MIT AI model is 'significantly' better at predicting breast cancer
The model can find breast cancer earlier and eliminates racial disparities in screening.
MIT researchers have invented a new AI-driven way of looking at mammograms that can help detect breast cancer in women up to five years in advance. A deep learning model created by a team of researchers from MIT's Computer Science and Artificial Intelligence Laboratory (CSAIL) and Massachusetts General Hospital can predict -- based on just a mammogram -- whether a woman will develop breast cancer in the future. And unlike older methods, it works just as well on black patients as it does on white patients.
The scientists first looked at the mammograms of over 60,000 patients who were treated at Massachusetts General. They then identified the women that developed breast cancer within five years of their screening. With this data, scientists created a model that recognizes the subtle patterns in breast tissue that are the early signs of cancer. The results of the study can be found in a paper published this week in the journal Radiology.
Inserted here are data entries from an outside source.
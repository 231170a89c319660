//! Per-run ring buffer + subscriber fan-out (spec §4.3, §5).
//!
//! Publish and subscribe are both serialized through one `std::sync::Mutex`
//! so a snapshot-then-subscribe pair can never race a concurrent publish:
//! either the publish lands before the lock is taken (and is in the
//! snapshot) or after it's released (and arrives on the fresh receiver).
//! There is no `.await` anywhere under the lock.

use std::collections::VecDeque;
use std::sync::Mutex;

use chrono::{DateTime, Utc};
use rd_core::model::{EventCursor, EventEnvelope, EventKind};
use tokio::sync::broadcast;

/// Ring buffer capacity per run. Generous enough to cover reconnects within
/// a live process without holding unbounded history in memory; anything
/// older than this is only recoverable from `events.jsonl`/`rollup.jsonl`.
const DEFAULT_CAPACITY: usize = 4096;

/// Broadcast channel capacity. Must be >= ring capacity or a slow subscriber
/// could lag past events still sitting in the ring, which would make a
/// snapshot-then-live handoff redeliver nothing instead of lagging cleanly.
const CHANNEL_CAPACITY: usize = DEFAULT_CAPACITY;

struct Inner {
    ring: VecDeque<EventEnvelope>,
    capacity: usize,
    sequence: u64,
    tx: broadcast::Sender<EventEnvelope>,
}

/// Owns one run's event history and live fan-out. A single producer
/// (the run's executor/`RunManager`) calls [`publish`](Self::publish); any
/// number of SSE subscribers call [`subscribe_with_snapshot`](Self::subscribe_with_snapshot).
pub struct RunBroadcaster {
    inner: Mutex<Inner>,
}

impl Default for RunBroadcaster {
    fn default() -> Self {
        Self::new(DEFAULT_CAPACITY)
    }
}

impl RunBroadcaster {
    pub fn new(capacity: usize) -> Self {
        let (tx, _rx) = broadcast::channel(capacity.max(CHANNEL_CAPACITY));
        Self {
            inner: Mutex::new(Inner {
                ring: VecDeque::with_capacity(capacity),
                capacity,
                sequence: 0,
                tx,
            }),
        }
    }

    /// Appends a new envelope, assigns it the next sequence number, and
    /// notifies any live subscribers. Never blocks on a subscriber: a full
    /// broadcast channel just drops the slowest receiver's oldest entries,
    /// which surfaces to that receiver as `Lagged` on its next `recv`.
    pub fn publish(&self, kind: EventKind, payload: serde_json::Value, now: DateTime<Utc>) -> EventEnvelope {
        let mut inner = self.inner.lock().expect("broadcaster mutex poisoned");
        let sequence = inner.sequence;
        inner.sequence += 1;
        let envelope = EventEnvelope {
            kind,
            created_at: now,
            sequence,
            payload,
        };
        inner.ring.push_back(envelope.clone());
        while inner.ring.len() > inner.capacity {
            inner.ring.pop_front();
        }
        let _ = inner.tx.send(envelope.clone());
        envelope
    }

    /// Seeds the ring and sequence counter from recovered history (used when
    /// a broadcaster is created for a run that already has persisted events,
    /// e.g. on daemon restart). Sequence continues from `max(history) + 1`.
    /// Does not broadcast — there are no live subscribers yet at seed time.
    pub fn seed(&self, history: Vec<EventEnvelope>) {
        let mut inner = self.inner.lock().expect("broadcaster mutex poisoned");
        let next_sequence = history.last().map(|e| e.sequence + 1).unwrap_or(0);
        inner.ring = history.into();
        while inner.ring.len() > inner.capacity {
            inner.ring.pop_front();
        }
        inner.sequence = inner.sequence.max(next_sequence);
    }

    /// Atomically takes a snapshot of the current ring contents and a fresh
    /// live receiver. No event can be missing from both or present in both.
    pub fn subscribe_with_snapshot(&self) -> (Vec<EventEnvelope>, broadcast::Receiver<EventEnvelope>) {
        let inner = self.inner.lock().expect("broadcaster mutex poisoned");
        let snapshot = inner.ring.iter().cloned().collect();
        let rx = inner.tx.subscribe();
        (snapshot, rx)
    }

    pub fn last_cursor(&self) -> Option<EventCursor> {
        let inner = self.inner.lock().expect("broadcaster mutex poisoned");
        inner.ring.back().map(|e| e.cursor())
    }

    pub fn tail(&self, n: usize) -> Vec<EventEnvelope> {
        let inner = self.inner.lock().expect("broadcaster mutex poisoned");
        let len = inner.ring.len();
        inner.ring.iter().skip(len.saturating_sub(n)).cloned().collect()
    }
}

#[cfg(test)]
mod tests {
    use super::*;
    use serde_json::json;

    fn envelope_at(b: &RunBroadcaster, seq_hint: &str) -> EventEnvelope {
        b.publish(EventKind::Notification, json!({ "hint": seq_hint }), Utc::now())
    }

    #[test]
    fn publish_assigns_monotonically_increasing_sequence() {
        let b = RunBroadcaster::new(8);
        let a = envelope_at(&b, "a");
        let c = envelope_at(&b, "b");
        assert_eq!(a.sequence, 0);
        assert_eq!(c.sequence, 1);
    }

    #[test]
    fn ring_evicts_oldest_past_capacity() {
        let b = RunBroadcaster::new(2);
        envelope_at(&b, "a");
        envelope_at(&b, "b");
        envelope_at(&b, "c");
        let (snapshot, _rx) = b.subscribe_with_snapshot();
        assert_eq!(snapshot.len(), 2);
        assert_eq!(snapshot[0].payload["hint"], "b");
        assert_eq!(snapshot[1].payload["hint"], "c");
    }

    #[test]
    fn snapshot_and_live_handoff_has_no_gap_or_duplicate() {
        let b = RunBroadcaster::new(8);
        envelope_at(&b, "historical");
        let (snapshot, mut rx) = b.subscribe_with_snapshot();
        assert_eq!(snapshot.len(), 1);
        envelope_at(&b, "live");
        let received = rx.try_recv().expect("live event should be delivered");
        assert_eq!(received.payload["hint"], "live");
        assert!(rx.try_recv().is_err());
    }

    /// E6: two envelopes sharing a `created_at` still land in publish order,
    /// broken by sequence rather than timestamp, and each appears exactly
    /// once in the ring.
    #[test]
    fn envelopes_sharing_a_timestamp_are_ordered_by_sequence_not_time() {
        let b = RunBroadcaster::new(8);
        let shared = Utc::now();
        let first = b.publish(EventKind::Notification, json!({ "hint": "first" }), shared);
        let injected = b.publish(EventKind::Notification, json!({ "hint": "injected" }), shared);
        assert_eq!(first.created_at, injected.created_at);
        assert!(injected.sequence > first.sequence);

        let (snapshot, _rx) = b.subscribe_with_snapshot();
        assert_eq!(snapshot.len(), 2);
        assert_eq!(snapshot[0].payload["hint"], "first");
        assert_eq!(snapshot[1].payload["hint"], "injected");
    }

    #[test]
    fn seed_continues_sequence_counter_from_recovered_history() {
        let b = RunBroadcaster::new(8);
        b.seed(vec![EventEnvelope {
            kind: EventKind::Notification,
            created_at: Utc::now(),
            sequence: 41,
            payload: json!({}),
        }]);
        let next = envelope_at(&b, "after-seed");
        assert_eq!(next.sequence, 42);
    }

    #[test]
    fn tail_returns_last_n_in_order() {
        let b = RunBroadcaster::new(8);
        for hint in ["a", "b", "c"] {
            envelope_at(&b, hint);
        }
        let last_two = b.tail(2);
        assert_eq!(last_two.len(), 2);
        assert_eq!(last_two[0].payload["hint"], "b");
        assert_eq!(last_two[1].payload["hint"], "c");
    }
}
AI has potential to help fix the racial disparity in women's healthcare as well. Since current guidelines for breast cancer are based on primarily white populations, this can lead to delayed detection among women of color, a 2018 report in JAMA Surgery found. This has lead to severe consequences; Black women are 43 percent more likely to die from breast cancer than white women. On average, Hispanic, black and Asian women develop breast cancer at an earlier age than their white counterparts.
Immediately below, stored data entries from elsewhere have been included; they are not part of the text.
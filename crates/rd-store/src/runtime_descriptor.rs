//! The daemon's discovery file (spec §3, §4.7). Owned by exactly one
//! process (the child); removal on clean shutdown is best-effort.

use std::path::{Path, PathBuf};

use rd_core::model::DaemonRuntimeDescriptor;

use crate::atomic::write_atomic;
use crate::error::{Result, StoreError};

pub fn descriptor_path(state_dir: &Path) -> PathBuf {
    state_dir.join("runtime.json")
}

pub async fn write(state_dir: &Path, descriptor: &DaemonRuntimeDescriptor) -> Result<()> {
    let path = descriptor_path(state_dir);
    let bytes = serde_json::to_vec_pretty(descriptor)
        .map_err(|source| StoreError::Corrupt { path: path.clone(), source })?;
    write_atomic(&path, &bytes).await
}

pub async fn read(state_dir: &Path) -> Result<Option<DaemonRuntimeDescriptor>> {
    let path = descriptor_path(state_dir);
    match tokio::fs::read_to_string(&path).await {
        Ok(contents) => serde_json::from_str(&contents)
            .map(Some)
            .map_err(|source| StoreError::Corrupt { path, source }),
        Err(source) if source.kind() == std::io::ErrorKind::NotFound => Ok(None),
        Err(source) => Err(StoreError::Io { path, source }),
    }
}

/// Best-effort removal on clean shutdown (spec §4.7); a missing file is not
/// an error.
pub async fn remove(state_dir: &Path) {
    let path = descriptor_path(state_dir);
    if let Err(err) = tokio::fs::remove_file(&path).await {
        if err.kind() != std::io::ErrorKind::NotFound {
            tracing::warn!(?path, %err, "failed to remove daemon runtime descriptor");
        }
    }
}

#[cfg(test)]
mod tests {
    use super::*;
    use chrono::Utc;
    use tempfile::tempdir;

    fn sample() -> DaemonRuntimeDescriptor {
        DaemonRuntimeDescriptor {
            base_url: "http://127.0.0.1:54321".into(),
            listen: "127.0.0.1:54321".into(),
            port: 54321,
            pid: std::process::id(),
            started_at_utc: Utc::now(),
            state_dir: "/tmp/state".into(),
            version: "0.1.0".into(),
        }
    }

    #[tokio::test]
    async fn round_trips_through_write_and_read() {
        let dir = tempdir().unwrap();
        write(dir.path(), &sample()).await.unwrap();
        let read_back = read(dir.path()).await.unwrap().unwrap();
        assert_eq!(read_back.port, 54321);
    }

    #[tokio::test]
    async fn read_returns_none_when_absent() {
        let dir = tempdir().unwrap();
        assert!(read(dir.path()).await.unwrap().is_none());
    }

    #[tokio::test]
    async fn remove_is_a_no_op_when_file_is_already_gone() {
        let dir = tempdir().unwrap();
        remove(dir.path()).await;
    }
}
Scientists found that their AI model worked on both black patients and white patients for a simple reason; their training data included both populations. "It's particularly striking that the model performs equally as well for black and white people, which has not been the case with prior risk assessment tools", said Dr. Allison Kurian, associate professor of Medicine and Health Research and Policy at Stanford University to MIT. "If validated and made available for widespread use, this could really improve on our current strategies to estimate risk."
But while its model may be more diverse, only five percent of the 60,000 women MIT studied were black. In total, 81 percent were white, five percent were black, four percent were Asian, and eight percent were either marked as "other" or "unknown", an MIT spokesperson confirmed to Engadget. MIT acknowledged it had more work to do to make its data more reflective of the overall population. "We're actively pursuing collaborations with other hospitals to validate our model across more diverse populations and to ensure that the models are equitable. The preliminary numbers from this study are promising though," said a spokesperson from MIT.
Update, 5/9/19 3:45PM ET: This post has been updated with additional details about the demographics of MIT's study.